▶ _TASK DESCRIPTION_: Give back exactly the lines of the material below that start at the line containing "pub struct RankingConfig" and end at the line containing "pub fn lambda(&self)", and no others.

▶ _TASK INPUTS_:
Content starts

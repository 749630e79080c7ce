//! Runtime configuration with serde defaults backed by [`crate::constants`].

use std::time::Duration;

use serde::{Deserialize, Serialize};

use crate::constants;
use crate::errors::{NewsError, NewsResult};

/// Ranking factor weights and the recency half-life.
#[derive(Debug, Clone, PartialEq, Serialize, Deserialize)]
#[serde(default)]
pub struct RankingConfig {
    pub relevance_weight: f64,
    pub recency_weight: f64,
    pub semantic_weight: f64,
    pub proximity_weight: f64,
    pub recency_half_life_days: f64,
}

impl Default for RankingConfig {
    fn default() -> Self {
        Self {
            relevance_weight: constants::DEFAULT_RELEVANCE_WEIGHT,
            recency_weight: constants::DEFAULT_RECENCY_WEIGHT,
            semantic_weight: constants::DEFAULT_SEMANTIC_WEIGHT,
            proximity_weight: constants::DEFAULT_PROXIMITY_WEIGHT,
            recency_half_life_days: constants::DEFAULT_RECENCY_HALF_LIFE_DAYS,
        }
    }
}

/// Enrichment fan-out and cache sizing.
#[derive(Debug, Clone, PartialEq, Serialize, Deserialize)]
#[serde(default)]
pub struct EnrichmentConfig {
    /// How many of the top ranked articles get enriched.
    pub top_n: usize,
    pub cache_ttl_secs: u64,
    pub cache_capacity: u64,
}

impl EnrichmentConfig {
    pub fn cache_ttl(&self) -> Duration {
        Duration::from_secs(self.cache_ttl_secs)
    }
}

impl Default for EnrichmentConfig {
    fn default() -> Self {
        Self {
            top_n: constants::DEFAULT_ENRICHMENT_TOP_N,
            cache_ttl_secs: constants::DEFAULT_ENRICHMENT_CACHE_TTL_SECS,
            cache_capacity: constants::DEFAULT_ENRICHMENT_CACHE_CAPACITY,
        }
    }
}

/// Geo-bucket sizing and interaction decay.
#[derive(Debug, Clone, PartialEq, Serialize, Deserialize)]
#[serde(default)]
pub struct TrendingConfig {
    pub bucket_size_degrees: f64,
    pub half_life_minutes: f64,
    pub default_radius_km: f64,
    pub default_limit: usize,
}

impl TrendingConfig {
    /// Per-minute decay constant: `ln 2 / half-life`.
    pub fn lambda(&self) -> f64 {
        std::f64::consts::LN_2 / self.half_life_minutes
    }
}

impl Default for TrendingConfig {
    fn default() -> Self {
        Self {
            bucket_size_degrees: constants::DEFAULT_BUCKET_SIZE_DEGREES,
            half_life_minutes: constants::DEFAULT_TREND_HALF_LIFE_MINUTES,
            default_radius_km: constants::DEFAULT_TRENDING_RADIUS_KM,
            default_limit: constants::DEFAULT_TRENDING_LIMIT,
        }
    }
}

/// Top-level configuration. Every section falls back to its defaults, so an
/// empty TOML document is a valid config.
#[derive(Debug, Clone, Default, PartialEq, Serialize, Deserialize)]
#[serde(default)]
pub struct NewsConfig {
    pub ranking: RankingConfig,
    pub enrichment: EnrichmentConfig,
    pub trending: TrendingConfig,
}

impl NewsConfig {
    pub fn from_toml_str(raw: &str) -> NewsResult<Self> {
        toml::from_str(raw).map_err(|e| NewsError::Validation(format!("invalid config: {e}")))
    }
}
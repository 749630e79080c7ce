//! Response projections returned by the query and trending pipelines.

use chrono::{DateTime, Utc};
use serde::{Deserialize, Serialize};
use uuid::Uuid;

use crate::article::NewsArticle;
use crate::enrichment::ArticleEnrichment;
use crate::query::{ParsedQuery, QueryFilters};
use crate::score::ArticleScore;

/// How the query was understood, echoed back for transparency.
#[derive(Debug, Clone, PartialEq, Serialize, Deserialize)]
pub struct QueryMetadata {
    pub original_query: String,
    pub intents: Vec<String>,
    pub entities: Vec<String>,
    pub concepts: Vec<String>,
    pub filters: QueryFilters,
    pub fallback_used: bool,
}

impl QueryMetadata {
    pub fn from_parsed(original_query: &str, parsed: &ParsedQuery) -> Self {
        Self {
            original_query: original_query.to_string(),
            intents: parsed
                .intents()
                .iter()
                .map(|intent| intent.label().to_string())
                .collect(),
            entities: parsed.entities().to_vec(),
            concepts: parsed.concepts().to_vec(),
            filters: parsed.filters().clone(),
            fallback_used: parsed.fallback_used(),
        }
    }
}

/// One ranked article as it appears in a response.
#[derive(Debug, Clone, PartialEq, Serialize, Deserialize)]
pub struct ArticleResult {
    pub id: Uuid,
    pub title: String,
    pub description: Option<String>,
    pub url: Option<String>,
    pub source_name: Option<String>,
    pub categories: Vec<String>,
    pub publication_date: Option<DateTime<Utc>>,
    pub latitude: f64,
    pub longitude: f64,
    pub relevance_score: Option<f64>,
    pub final_score: f64,
    pub distance_km: Option<f64>,
    pub match_reason: String,
    pub enrichment: Option<ArticleEnrichment>,
}

impl ArticleResult {
    pub fn from_score(score: ArticleScore, enrichment: Option<ArticleEnrichment>) -> Self {
        let ArticleScore {
            article,
            final_score,
            distance_km,
            match_reason,
            ..
        } = score;
        let NewsArticle {
            id,
            title,
            description,
            url,
            publication_date,
            source_name,
            relevance_score,
            latitude,
            longitude,
            categories,
        } = article;
        Self {
            id,
            title,
            description,
            url,
            source_name,
            categories,
            publication_date,
            latitude,
            longitude,
            relevance_score,
            final_score,
            distance_km,
            match_reason,
            enrichment: enrichment.filter(|e| !e.is_empty()),
        }
    }
}

/// Full response for a contextual news query.
#[derive(Debug, Clone, PartialEq, Serialize, Deserialize)]
pub struct QueryResponse {
    pub metadata: QueryMetadata,
    pub articles: Vec<ArticleResult>,
    pub total_found: usize,
}

/// Feed parameters echoed with a trending response.
#[derive(Debug, Clone, PartialEq, Serialize, Deserialize)]
pub struct TrendingMetadata {
    pub latitude: f64,
    pub longitude: f64,
    pub radius_km: f64,
    pub limit: usize,
    pub cache_hit: bool,
    pub bucket_id: String,
}

/// One trending article with its decayed interaction score.
#[derive(Debug, Clone, PartialEq, Serialize, Deserialize)]
pub struct TrendingArticle {
    pub article: NewsArticle,
    pub trend_score: f64,
    pub distance_km: Option<f64>,
    pub enrichment: Option<ArticleEnrichment>,
}

/// Full response for a trending feed.
#[derive(Debug, Clone, PartialEq, Serialize, Deserialize)]
pub struct TrendingResponse {
    pub metadata: TrendingMetadata,
    pub articles: Vec<TrendingArticle>,
}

Content ends

▶ _SOLVED EXERCISE_:
pub struct RankingConfig {
    pub relevance_weight: f64,
    pub recency_weight: f64,
    pub semantic_weight: f64,
    pub proximity_weight: f64,
    pub recency_half_life_days: f64,
}

impl Default for RankingConfig {
    fn default() -> Self {
        Self {
            relevance_weight: constants::DEFAULT_RELEVANCE_WEIGHT,
            recency_weight: constants::DEFAULT_RECENCY_WEIGHT,
            semantic_weight: constants::DEFAULT_SEMANTIC_WEIGHT,
            proximity_weight: constants::DEFAULT_PROXIMITY_WEIGHT,
            recency_half_life_days: constants::DEFAULT_RECENCY_HALF_LIFE_DAYS,
        }
    }
}

/// Enrichment fan-out and cache sizing.
#[derive(Debug, Clone, PartialEq, Serialize, Deserialize)]
#[serde(default)]
pub struct EnrichmentConfig {
    /// How many of the top ranked articles get enriched.
    pub top_n: usize,
    pub cache_ttl_secs: u64,
    pub cache_capacity: u64,
}

impl EnrichmentConfig {
    pub fn cache_ttl(&self) -> Duration {
        Duration::from_secs(self.cache_ttl_secs)
    }
}

impl Default for EnrichmentConfig {
    fn default() -> Self {
        Self {
            top_n: constants::DEFAULT_ENRICHMENT_TOP_N,
            cache_ttl_secs: constants::DEFAULT_ENRICHMENT_CACHE_TTL_SECS,
            cache_capacity: constants::DEFAULT_ENRICHMENT_CACHE_CAPACITY,
        }
    }
}

/// Geo-bucket sizing and interaction decay.
#[derive(Debug, Clone, PartialEq, Serialize, Deserialize)]
#[serde(default)]
pub struct TrendingConfig {
    pub bucket_size_degrees: f64,
    pub half_life_minutes: f64,
    pub default_radius_km: f64,
    pub default_limit: usize,
}

impl TrendingConfig {
    /// Per-minute decay constant: `ln 2 / half-life`.
    pub fn lambda(&self) -> f64 {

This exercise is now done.